There are several potential limitations of our study. Foremost with respect to generalizability is that we studied AN people in only one region, the Bristol Bay region of southwest Alaska, who volunteered to participate. Our participants were primarily Yupik. The AN people in other areas of Alaska have different ethnic backgrounds and different cultural influences which could influence smoking behavior and exposure to tobacco toxicants. Although, the number of subjects using iqmik only was relatively small, our article provides new data on exposure to carcinogens among users of this tobacco product and indicate the potential increased addiction risk among this population. There are no other published data on human exposure to nicotine and carcinogens among iqmik users, so our data are unique.

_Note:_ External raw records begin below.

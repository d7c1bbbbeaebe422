//! Output metadata

use std::collections::BTreeMap;

use ffmpeg_next as ffmpeg;

/// Tag map written to the output container and stream
pub type Metadata = BTreeMap<String, String>;

/// Source tags overlaid with the caller's; the caller's value wins on a
/// shared key. Keys compare case-insensitively, as FFmpeg's do.
pub fn merge_metadata<'a, I>(source: I, overrides: &Metadata) -> Metadata
where
    I: IntoIterator<Item = (&'a str, &'a str)>,
{
    let mut merged: Metadata = source
        .into_iter()
        .map(|(k, v)| (k.to_string(), v.to_string()))
        .collect();
    for (k, v) in overrides {
        merged.retain(|key, _| !key.eq_ignore_ascii_case(k));
        merged.insert(k.clone(), v.clone());
    }
    merged
}

/// Build an FFmpeg dictionary from a tag map
pub fn to_dictionary(metadata: &Metadata) -> ffmpeg::Dictionary<'static> {
    let mut dict = ffmpeg::Dictionary::new();
    for (k, v) in metadata {
        dict.set(k, v);
    }
    dict
}

/// Parse a `key=value` pair as given on the command line
pub fn parse_tag(arg: &str) -> Option<(String, String)> {
    let (key, value) = arg.split_once('=')?;
    let key = key.trim();
    if key.is_empty() {
        return None;
    }
    Some((key.to_string(), value.to_string()))
}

Our findings have important implications for tobacco regulation under the auspices of the U.S. Food and Drug Administration as well globally under the Framework Convention on Tobacco Control. First, the TSNA levels of commercial smokeless tobacco are high and may be contributing to the high rate of oral cancer in AN people. TSNA levels in smokeless tobacco can be controlled and reduced to substantially lower levels than those observed in the present study (30
), which could have a beneficial effect on cancer risk at the population level. Second, the very high levels of unionized (free) nicotine and the resultant high levels of nicotine absorption from iqmik is consistent with a high addiction risk. A high level of addiction is likely to increase the risk of transition to smoked products and of dual use and to impede efforts to achieve and sustain abstinence, further increasing the risk to health. Thus, the pH and levels of unionized nicotine in smokeless tobacco products need to be evaluated and potentially regulated as a way to reduce addiction and disease risk (31
). Finally, the use of iqmik raises challenges to the regulation of products that are prepared by the user or by small vendors. This is of particular importance because many people think that noncommercial products are less harmful than commercial products (2
). Research is needed on the contribution of ash to the harmful effects of tobacco, and when regulation is not feasible, public health workers and regulators need to educate the public about the risks of additives such as ash.